Look through the records below, and whenever a line contains "dispatcher", copy it.

[SOURCE DATA Boundary: Start]

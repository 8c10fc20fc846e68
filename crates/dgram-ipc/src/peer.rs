//! Peer verification and shared-secret exchange.
//!
//! [`PeerManager`] turns a connectionless server socket into a verified
//! channel without a real session. It pairs with a [`Server`], watches its
//! `received` signal for JSON payloads, and runs the handshake protocol:
//!
//! ```text
//! Client                                        Server + PeerManager
//!   |                                                  |
//!   |  -- {"type":"handshake"} ------------------->    |  verifier(pid, path)
//!   |                                                  |  generate 32 random bytes
//!   |  <-- {"type":"shared_secret","secret":[...]} --  |
//!   |                                                  |
//!   |  -- {"type":"message","message":..,"secret":[...]} ->  constant-time check
//!   |  <-- {"type":"message_response", ...} ---------  |
//! ```
//!
//! The secret is per-peer-path and never reused across peers. The verifier
//! runs before secret issuance — without it, anyone able to send a datagram
//! could obtain a valid secret — and is the integration point for credential
//! checks (uid, pid, or stricter policy). This layer does not trust the
//! verifier's implementation with anything beyond the accept/reject call.
//!
//! The shared secret is an authentication token, not a session key: payloads
//! stay in the clear.

use std::collections::HashMap;
use std::fmt;
use std::path::{Path, PathBuf};
use std::sync::{Arc, Mutex, PoisonError, Weak};

use rand::rngs::OsRng;
use rand::RngCore;
use serde::{Deserialize, Serialize};
use subtle::ConstantTimeEq;
use tracing::{debug, warn};

use crate::client::{Client, ClientConfig};
use crate::dispatcher::Dispatcher;
use crate::server::Server;

/// Length of an issued shared secret, in bytes.
pub const SHARED_SECRET_LEN: usize = 32;

/// Response text returned when a message carries a wrong or unknown secret.
pub const INVALID_SECRET_RESPONSE: &str = "invalid secret";

/// Wire payloads of the peer protocol, carried as `UserData` datagrams.
///
/// Byte fields serialize as JSON arrays of integers.
#[derive(Debug, Clone, PartialEq, Eq, Serialize, Deserialize)]
#[serde(tag = "type", rename_all = "snake_case")]
pub enum PeerPayload {
    /// Client requests a secret.
    Handshake,
    /// Server issues a fresh per-peer secret.
    SharedSecret { secret: Vec<u8> },
    /// Client message authenticated by the echoed secret.
    Message { message: String, secret: Vec<u8> },
    /// Server reply to a message.
    MessageResponse { message_response: String },
}

type Verifier = Box<dyn Fn(Option<i32>, &Path) -> bool + Send + Sync>;
type MessageHandler = Box<dyn Fn(&str) -> String + Send + Sync>;

/// Server-side handshake and authenticated-send layer.
pub struct PeerManager {
    inner: Arc<PeerManagerInner>,
}

struct PeerManagerInner {
    dispatcher: Dispatcher,
    buffer_size: usize,
    verifier: Verifier,
    message_handler: Mutex<Option<MessageHandler>>,
    shared_secrets: Mutex<HashMap<PathBuf, Vec<u8>>>,
    reply_clients: Mutex<HashMap<PathBuf, Client>>,
}

impl PeerManager {
    /// Creates a peer manager.
    ///
    /// `buffer_size` sizes the outbound reply clients and should match the
    /// peers' receive ceiling. `verifier` gates secret issuance by peer
    /// credentials; the pid argument is `None` when the platform does not
    /// expose datagram peer credentials to the server.
    #[must_use]
    pub fn new(
        dispatcher: &Dispatcher,
        buffer_size: usize,
        verifier: impl Fn(Option<i32>, &Path) -> bool + Send + Sync + 'static,
    ) -> Self {
        Self {
            inner: Arc::new(PeerManagerInner {
                dispatcher: dispatcher.clone(),
                buffer_size,
                verifier: Box::new(verifier),
                message_handler: Mutex::new(None),
                shared_secrets: Mutex::new(HashMap::new()),
                reply_clients: Mutex::new(HashMap::new()),
            }),
        }
    }

    /// Installs the application handler for verified messages. Without one,
    /// verified messages are dropped (failed verification still answers
    /// [`INVALID_SECRET_RESPONSE`]).
    pub fn set_message_handler(&self, handler: impl Fn(&str) -> String + Send + Sync + 'static) {
        *lock(&self.inner.message_handler) = Some(Box::new(handler));
    }

    /// Subscribes this manager to a server's `received` signal. Datagrams
    /// without a sender path are ignored — there is nowhere to reply.
    pub fn attach(&self, server: &Server) {
        let inner = Arc::clone(&self.inner);
        server.received().connect(move |event| {
            let (payload, sender) = event;
            let Some(sender) = sender else {
                return;
            };
            PeerManagerInner::handle_datagram(&inner, payload, sender, None);
        });
    }

    /// Feeds one datagram through the protocol. Exposed for servers that
    /// multiplex their `received` signal themselves.
    pub fn handle_datagram(&self, payload: &[u8], sender: &Path, peer_pid: Option<i32>) {
        PeerManagerInner::handle_datagram(&self.inner, payload, sender, peer_pid);
    }

    /// Stores `secret` for `peer`, replacing any previous one.
    pub fn insert_shared_secret(&self, peer: impl Into<PathBuf>, secret: Vec<u8>) {
        lock(&self.inner.shared_secrets).insert(peer.into(), secret);
    }

    /// Constant-time comparison of `candidate` against the stored secret.
    /// Unknown peers never verify.
    #[must_use]
    pub fn verify_shared_secret(&self, peer: &Path, candidate: &[u8]) -> bool {
        match lock(&self.inner.shared_secrets).get(peer) {
            Some(stored) => stored.as_slice().ct_eq(candidate).into(),
            None => false,
        }
    }

    /// Queues `payload` to `peer` through the manager's cached reply client
    /// for that path.
    pub fn async_send(&self, peer: &Path, payload: impl AsRef<[u8]>) {
        PeerManagerInner::send_bytes(&self.inner, peer, payload.as_ref().to_vec());
    }
}

impl fmt::Debug for PeerManager {
    fn fmt(&self, f: &mut fmt::Formatter<'_>) -> fmt::Result {
        f.debug_struct("PeerManager")
            .field("peers", &lock(&self.inner.shared_secrets).len())
            .finish_non_exhaustive()
    }
}

impl PeerManagerInner {
    fn handle_datagram(inner: &Arc<Self>, payload: &[u8], sender: &Path, peer_pid: Option<i32>) {
        let payload: PeerPayload = match serde_json::from_slice(payload) {
            Ok(payload) => payload,
            Err(err) => {
                debug!(sender = %sender.display(), error = %err, "ignoring non-protocol datagram");
                return;
            }
        };

        match payload {
            PeerPayload::Handshake => {
                if !(inner.verifier)(peer_pid, sender) {
                    warn!(sender = %sender.display(), "peer verification rejected handshake");
                    return;
                }

                let mut secret = vec![0u8; SHARED_SECRET_LEN];
                OsRng.fill_bytes(&mut secret);
                lock(&inner.shared_secrets).insert(sender.to_path_buf(), secret.clone());
                debug!(sender = %sender.display(), "issued shared secret");

                Self::reply(inner, sender, &PeerPayload::SharedSecret { secret });
            }
            PeerPayload::Message { message, secret } => {
                let verified = match lock(&inner.shared_secrets).get(sender) {
                    Some(stored) => bool::from(stored.as_slice().ct_eq(&secret)),
                    None => false,
                };

                let message_response = if verified {
                    let handler = lock(&inner.message_handler);
                    match handler.as_ref() {
                        Some(handler) => handler(&message),
                        None => return,
                    }
                } else {
                    INVALID_SECRET_RESPONSE.to_string()
                };

                Self::reply(inner, sender, &PeerPayload::MessageResponse { message_response });
            }
            // Server-to-client payloads arriving at the server are stray.
            PeerPayload::SharedSecret { .. } | PeerPayload::MessageResponse { .. } => {
                debug!(sender = %sender.display(), "ignoring reply payload on server side");
            }
        }
    }

    fn reply(inner: &Arc<Self>, peer: &Path, payload: &PeerPayload) {
        match serde_json::to_vec(payload) {
            Ok(bytes) => Self::send_bytes(inner, peer, bytes),
            Err(err) => debug!(error = %err, "failed to serialize peer payload"),
        }
    }

    /// Sends through a cached per-peer client, creating it on first use.
    /// The cache entry evicts itself when its client closes, so a peer that
    /// reappears later gets a fresh connection.
    fn send_bytes(inner: &Arc<Self>, peer: &Path, bytes: Vec<u8>) {
        let mut clients = lock(&inner.reply_clients);
        if !clients.contains_key(peer) {
            let client = Client::new(
                &inner.dispatcher,
                ClientConfig::new(peer).with_buffer_size(inner.buffer_size),
            );

            let weak: Weak<Self> = Arc::downgrade(inner);
            let peer_owned = peer.to_path_buf();
            client.closed().connect(move |_| {
                if let Some(manager) = weak.upgrade() {
                    lock(&manager.reply_clients).remove(&peer_owned);
                }
            });

            client.async_start();
            clients.insert(peer.to_path_buf(), client);
        }

        if let Some(client) = clients.get(peer) {
            client.async_send(bytes);
        }
    }
}

fn lock<T>(mutex: &Mutex<T>) -> std::sync::MutexGuard<'_, T> {
    mutex.lock().unwrap_or_else(PoisonError::into_inner)
}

[SOURCE DATA Boundary: End]

WRITTEN SOLUTION ▸
use crate::dispatcher::Dispatcher;
    dispatcher: Dispatcher,
        dispatcher: &Dispatcher,
                dispatcher: dispatcher.clone(),
                &inner.dispatcher,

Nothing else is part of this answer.